Exercise directions
Where "impl" occurs in a line of the entries below, copy that line.

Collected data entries

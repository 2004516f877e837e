//! Reconciler configuration file support.
//!
//! Loads and validates reconciler settings from TOML. Every field has a
//! default, so an empty or missing file yields the provider's behavior.

use serde::{Deserialize, Serialize};
use std::fs;
use std::path::Path;
use tracing::warn;

use crate::association::UndeclaredSubnetPolicy;
use crate::baseline::{ProviderBaseline, DEFAULT_BASELINE_RULE_NUMBER};
use crate::error::{ReconcileError, ReconcileResult};
use crate::rule::MAX_USER_RULE_NUMBER;

/// Baseline rule configuration
#[derive(Debug, Clone, PartialEq, Eq, Serialize, Deserialize)]
pub struct BaselineConfig {
    /// Rule number of the provider's catch-all deny entry
    #[serde(default = "default_baseline_rule_number")]
    pub rule_number: u16,
}

/// Subnet association configuration
#[derive(Debug, Clone, Default, PartialEq, Eq, Serialize, Deserialize)]
pub struct AssociationConfig {
    /// Handling of attached subnets missing from the declaration
    #[serde(default)]
    pub undeclared: UndeclaredSubnetPolicy,
}

/// Complete reconciler configuration
#[derive(Debug, Clone, Default, PartialEq, Eq, Serialize, Deserialize)]
pub struct ReconcilerConfig {
    #[serde(default)]
    pub baseline: BaselineConfig,

    #[serde(default)]
    pub associations: AssociationConfig,
}

fn default_baseline_rule_number() -> u16 {
    DEFAULT_BASELINE_RULE_NUMBER
}

impl Default for BaselineConfig {
    fn default() -> Self {
        Self {
            rule_number: default_baseline_rule_number(),
        }
    }
}

impl ReconcilerConfig {
    /// Parses configuration from TOML text.
    pub fn from_toml_str(content: &str) -> ReconcileResult<Self> {
        toml::from_str(content)
            .map_err(|e| ReconcileError::invalid_config("toml", format!("Failed to parse: {}", e)))
    }

    /// Load configuration from file, falling back to defaults if file not found
    pub fn load_or_default(path: impl AsRef<Path>) -> ReconcileResult<Self> {
        let path = path.as_ref();

        match fs::read_to_string(path) {
            Ok(content) => {
                let config = toml::from_str(&content).map_err(|e| {
                    ReconcileError::invalid_config(
                        path.display().to_string(),
                        format!("Failed to parse config file: {}", e),
                    )
                })?;
                Ok(config)
            }
            Err(e) if e.kind() == std::io::ErrorKind::NotFound => {
                warn!("Config file {} not found, using defaults", path.display());
                Ok(Self::default())
            }
            Err(e) => Err(ReconcileError::Io(e)),
        }
    }

    /// Save configuration to file
    pub fn save(&self, path: impl AsRef<Path>) -> ReconcileResult<()> {
        let content = toml::to_string_pretty(self).map_err(|e| {
            ReconcileError::invalid_config("toml", format!("Failed to serialize config: {}", e))
        })?;
        fs::write(path.as_ref(), content)?;
        Ok(())
    }

    /// Baseline oracle described by this configuration.
    pub fn provider_baseline(&self) -> ProviderBaseline {
        ProviderBaseline::new(self.baseline.rule_number)
    }

    /// Validate configuration
    pub fn validate(&self) -> ReconcileResult<()> {
        if self.baseline.rule_number <= MAX_USER_RULE_NUMBER {
            return Err(ReconcileError::invalid_config(
                "baseline.rule_number",
                format!(
                    "must be greater than the highest user rule number {}",
                    MAX_USER_RULE_NUMBER
                ),
            ));
        }

        Ok(())
    }
}
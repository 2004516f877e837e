//! Plan, apply and re-plan driver for acceptance steps
//!
//! One step mirrors one declarative run: read the live ACL, plan, apply the
//! plan, then plan again. The follow-up plan is what an operator would see
//! on the next run.

use vpc_acl_reconcile::{
    AclSnapshot, DefaultAclConfig, DefaultAclReconciler, DesiredState, Plan, ReconcileResult,
    ReconcilerConfig,
};

use crate::mock_vpc::MockVpc;
use crate::verification::AclVerifier;

/// What one acceptance step observed
#[derive(Debug, Clone)]
pub struct StepOutcome {
    /// Plan computed before applying
    pub plan: Plan,
    /// Plan computed after applying
    pub follow_up: Plan,
    /// Live default ACL after applying
    pub snapshot: AclSnapshot,
}

/// A mock VPC paired with a reconciler
#[derive(Debug)]
pub struct AcceptanceHarness {
    pub vpc: MockVpc,
    pub reconciler: DefaultAclReconciler,
}

impl AcceptanceHarness {
    /// Harness with the provider's default settings
    pub fn new() -> ReconcileResult<Self> {
        Self::with_config(ReconcilerConfig::default())
    }

    pub fn with_config(config: ReconcilerConfig) -> ReconcileResult<Self> {
        Ok(Self {
            reconciler: DefaultAclReconciler::new(config)?,
            vpc: MockVpc::new()?,
        })
    }

    /// Run one declarative step against the VPC
    pub async fn run_step(&self, config: DefaultAclConfig) -> ReconcileResult<StepOutcome> {
        let desired = DesiredState::try_from(config)?;

        let plan = self.reconciler.refresh_and_plan(&self.vpc, &desired).await?;
        self.reconciler.apply(&self.vpc, &plan).await?;
        let follow_up = self.reconciler.refresh_and_plan(&self.vpc, &desired).await?;
        let snapshot = self.vpc.snapshot(&desired.acl_id)?;

        Ok(StepOutcome {
            plan,
            follow_up,
            snapshot,
        })
    }

    pub fn verifier(&self) -> AclVerifier<'_> {
        AclVerifier::new(&self.vpc, self.reconciler.baseline())
    }
}
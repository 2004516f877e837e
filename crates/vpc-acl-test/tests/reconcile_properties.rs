//! Plan properties checked directly against constructed snapshots

use pretty_assertions::assert_eq;
use vpc_acl_reconcile::{
    normalize, AclSnapshot, BaselineRules, DefaultAclReconciler, DesiredState, ProviderBaseline,
    Rule,
};
use vpc_acl_types::{AclId, Direction, Protocol, RuleAction, SubnetId};

fn acl_id() -> AclId {
    AclId::new("acl-0a1b2c3d").unwrap()
}

fn subnet(id: &str) -> SubnetId {
    SubnetId::new(id).unwrap()
}

fn baseline_rules() -> Vec<Rule> {
    let baseline = ProviderBaseline::default();
    Direction::ALL
        .iter()
        .flat_map(|d| baseline.baseline_for(*d))
        .collect()
}

/// Live ACL that already matches `desired`
fn converged_snapshot(desired: &DesiredState) -> AclSnapshot {
    let mut rules = normalize(desired).unwrap();
    rules.extend(baseline_rules());
    AclSnapshot::new(desired.acl_id.clone())
        .with_rules(rules)
        .with_associations(desired.subnet_ids.iter().cloned())
}

fn sample_declarations() -> Vec<DesiredState> {
    let https = Rule::new(
        Direction::Ingress,
        110,
        Protocol::TCP,
        RuleAction::Allow,
        "10.1.0.0/16".parse().unwrap(),
    )
    .with_ports(443, 443);

    vec![
        DesiredState::new(acl_id()),
        DesiredState::new(acl_id()).deny_ingress().deny_egress(),
        DesiredState::new(acl_id()).deny_ingress(),
        DesiredState::new(acl_id())
            .with_ingress_rules(vec![Rule::allow_all(Direction::Ingress, 100), https])
            .with_egress_rules(vec![Rule::allow_all(Direction::Egress, 100)])
            .with_subnets([subnet("subnet-11111111"), subnet("subnet-22222222")]),
    ]
}

#[test]
fn test_converged_snapshot_is_idempotent() {
    let reconciler = DefaultAclReconciler::default();
    for desired in sample_declarations() {
        let plan = reconciler
            .plan(&desired, &converged_snapshot(&desired))
            .unwrap();
        assert!(!plan.requires_action(), "{}", plan);
        assert!(plan.operations().is_empty());
    }
}

#[test]
fn test_user_rules_are_live_minus_baseline() {
    let baseline = ProviderBaseline::default();
    for direction in Direction::ALL {
        assert_eq!(baseline.count_for(direction), 1);
    }
    for desired in sample_declarations() {
        let snapshot = converged_snapshot(&desired);
        let user = normalize(&desired).unwrap().len();
        assert_eq!(snapshot.rule_count() - baseline.total_count(), user);
    }
}

#[test]
fn test_empty_declaration_removes_every_user_rule() {
    let reconciler = DefaultAclReconciler::default();
    let mut rules: Vec<Rule> = (1..=5)
        .map(|n| Rule::allow_all(Direction::Egress, n * 10))
        .collect();
    rules.extend(baseline_rules());
    let snapshot = AclSnapshot::new(acl_id()).with_rules(rules);

    let plan = reconciler
        .plan(&DesiredState::new(acl_id()), &snapshot)
        .unwrap();
    assert_eq!(plan.changes.rules_to_remove.len(), 5);
    assert!(plan.requires_action());
}

#[test]
fn test_deny_all_against_baseline_only() {
    let reconciler = DefaultAclReconciler::default();
    let desired = DesiredState::new(acl_id()).deny_ingress().deny_egress();
    let snapshot = AclSnapshot::new(acl_id()).with_rules(baseline_rules());

    let plan = reconciler.plan(&desired, &snapshot).unwrap();
    assert_eq!(plan.changes.rules_to_add.len(), 2);
    assert!(plan.changes.rules_to_remove.is_empty());
    assert!(plan.requires_action());
}

#[test]
fn test_explicit_allow_all_matching_live_is_empty() {
    let reconciler = DefaultAclReconciler::default();
    let desired = DesiredState::new(acl_id())
        .with_ingress_rules(vec![Rule::allow_all(Direction::Ingress, 100)])
        .with_egress_rules(vec![Rule::allow_all(Direction::Egress, 100)]);
    let mut rules = vec![
        Rule::allow_all(Direction::Ingress, 100),
        Rule::allow_all(Direction::Egress, 100),
    ];
    rules.extend(baseline_rules());

    let plan = reconciler
        .plan(&desired, &AclSnapshot::new(acl_id()).with_rules(rules))
        .unwrap();
    assert!(!plan.requires_action());
}

#[test]
fn test_cleared_subnets_stay_and_plan_is_non_empty() {
    let reconciler = DefaultAclReconciler::default();
    let desired = DesiredState::new(acl_id()).deny_ingress().deny_egress();
    let snapshot = converged_snapshot(&desired)
        .with_associations([subnet("subnet-11111111"), subnet("subnet-22222222")]);

    let plan = reconciler.plan(&desired, &snapshot).unwrap();
    assert!(plan.changes.associations_to_remove.is_empty());
    assert_eq!(plan.changes.unreleased_subnets.len(), 2);
    assert!(plan.requires_action());
}

#[test]
fn test_reassigned_subnets_leave_nothing_to_do() {
    let reconciler = DefaultAclReconciler::default();
    let desired = DesiredState::new(acl_id()).deny_ingress().deny_egress();
    let snapshot = converged_snapshot(&desired);

    let plan = reconciler.plan(&desired, &snapshot).unwrap();
    assert_eq!(snapshot.association_count(), 0);
    assert!(!plan.requires_action());
}

#[test]
fn test_identical_inputs_identical_plans() {
    let reconciler = DefaultAclReconciler::default();
    let desired = sample_declarations().pop().unwrap();
    let snapshot = AclSnapshot::new(acl_id()).with_rules(baseline_rules());

    let first = reconciler.plan(&desired, &snapshot).unwrap();
    let second = reconciler.plan(&desired, &snapshot).unwrap();
    assert_eq!(first, second);
    assert_eq!(first.to_string(), second.to_string());
}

Solution
impl Default for BaselineConfig {
impl ReconcilerConfig {
    pub fn load_or_default(path: impl AsRef<Path>) -> ReconcileResult<Self> {
    pub fn save(&self, path: impl AsRef<Path>) -> ReconcileResult<()> {
impl AcceptanceHarness {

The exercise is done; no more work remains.